Open vstinner opened 4 days ago
There's nothing particularly controversial about this API, right? Other than the question of whether it should be "real" or macros?
I'm quite happy with it being a real API.
Since PyLong_To*
functions have signature compatible with the converter signature used with the O&
format unit in PyArg_Parse()
, I think that it would be better to make the return value compatible with the converter convention: return 1 for a successful conversion and 0 if the conversion has failed. So these functions could be used with PyArg_Parse()
(and other functions in this family).
Otherwise we can end with two sets of converters with opposite return conventions. It will be very errorprone.

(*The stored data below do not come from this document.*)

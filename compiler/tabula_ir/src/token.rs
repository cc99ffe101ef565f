//! Token types produced by the lexer and consumed by the parser.
//!
//! Tokens carry no payload beyond what the parser needs: literals carry
//! their value, variables carry nothing and are resolved through their span
//! against the source held by [`TokenList`].

use std::fmt;
use std::ops::Index;

use super::Span;

/// The alphabet of the formula language.
#[derive(Copy, Clone, Eq, PartialEq, Hash, Debug)]
pub enum TokenKind {
    /// End of input. Always the last token of a lexed list.
    Eof,
    /// `(`
    LParen,
    /// `)`
    RParen,
    /// `0` or `1`
    Literal(bool),
    /// An identifier; the name is the token's source text.
    Variable,
    /// `!`
    Not,
    /// `&`
    And,
    /// `|`
    Or,
    /// `^`
    Xor,
    /// `->`
    Implies,
    /// `<->`
    Iff,
}

impl TokenKind {
    /// Human-readable description used in parser diagnostics.
    pub fn description(self) -> &'static str {
        match self {
            TokenKind::Eof => "end of input",
            TokenKind::LParen => "`(`",
            TokenKind::RParen => "`)`",
            TokenKind::Literal(false) => "literal `0`",
            TokenKind::Literal(true) => "literal `1`",
            TokenKind::Variable => "a variable",
            TokenKind::Not => "`!`",
            TokenKind::And => "`&`",
            TokenKind::Or => "`|`",
            TokenKind::Xor => "`^`",
            TokenKind::Implies => "`->`",
            TokenKind::Iff => "`<->`",
        }
    }

    /// Whether a token of this kind can start an operand.
    pub fn starts_operand(self) -> bool {
        matches!(
            self,
            TokenKind::LParen | TokenKind::Literal(_) | TokenKind::Variable | TokenKind::Not
        )
    }
}

impl fmt::Display for TokenKind {
    fn fmt(&self, f: &mut fmt::Formatter<'_>) -> fmt::Result {
        f.write_str(self.description())
    }
}

/// A token with its span in the source.
#[derive(Copy, Clone, Eq, PartialEq, Hash)]
pub struct Token {
    pub kind: TokenKind,
    pub span: Span,
}

impl Token {
    #[inline]
    pub fn new(kind: TokenKind, span: Span) -> Self {
        Token { kind, span }
    }
}

impl fmt::Debug for Token {
    fn fmt(&self, f: &mut fmt::Formatter<'_>) -> fmt::Result {
        write!(f, "{:?} @ {}", self.kind, self.span)
    }
}

/// Ordered token sequence together with the source it was cut from.
///
/// The list borrows the source so variable names can be recovered from
/// spans without copying them during lexing.
#[derive(Clone)]
pub struct TokenList<'src> {
    source: &'src str,
    tokens: Vec<Token>,
}

impl<'src> TokenList<'src> {
    /// Create an empty list over `source`.
    pub fn new(source: &'src str) -> Self {
        TokenList {
            source,
            tokens: Vec::new(),
        }
    }

    #[inline]
    pub fn push(&mut self, token: Token) {
        self.tokens.push(token);
    }

    #[inline]
    pub fn len(&self) -> usize {
        self.tokens.len()
    }

    #[inline]
    pub fn is_empty(&self) -> bool {
        self.tokens.is_empty()
    }

    #[inline]
    pub fn get(&self, index: usize) -> Option<&Token> {
        self.tokens.get(index)
    }

    pub fn iter(&self) -> std::slice::Iter<'_, Token> {
        self.tokens.iter()
    }

    /// Source text covered by `span`, or `""` if the span is out of range.
    pub fn text(&self, span: Span) -> &'src str {
        self.source.get(span.to_range()).unwrap_or("")
    }

    /// Span of the end of the source, used when the list lacks an `Eof` token.
    pub fn end_span(&self) -> Span {
        let end = u32::try_from(self.source.len()).unwrap_or(u32::MAX);
        Span::point(end)
    }

    /// The token kinds in order, mostly useful in tests.
    pub fn kinds(&self) -> Vec<TokenKind> {
        self.tokens.iter().map(|token| token.kind).collect()
    }
}

impl Index<usize> for TokenList<'_> {
    type Output = Token;

    #[inline]
    fn index(&self, index: usize) -> &Token {
        &self.tokens[index]
    }
}

impl<'a> IntoIterator for &'a TokenList<'_> {
    type Item = &'a Token;
    type IntoIter = std::slice::Iter<'a, Token>;

    fn into_iter(self) -> Self::IntoIter {
        self.tokens.iter()
    }
}

impl fmt::Debug for TokenList<'_> {
    fn fmt(&self, f: &mut fmt::Formatter<'_>) -> fmt::Result {
        f.debug_list().entries(self.tokens.iter()).finish()
    }
}

#[cfg(target_pointer_width = "64")]
mod size_asserts {
    use super::Token;
    // Small kind + 8-byte span, 4-aligned.
    crate::static_assert_size!(Token, 12);
}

I think that it would be better to make the return value compatible with the converter convention: return 1 for a successful conversion and 0 if the conversion has failed.
I don't think that this use case is common enough to not follow the C API Guidelines: https://devguide.python.org/developer-workflow/c-api/index.html#guidelines-for-expanding-changing-the-public-api
For converters, I would prefer to add support for int32_t and uint64_t to Argument Clinic and reuse these functions.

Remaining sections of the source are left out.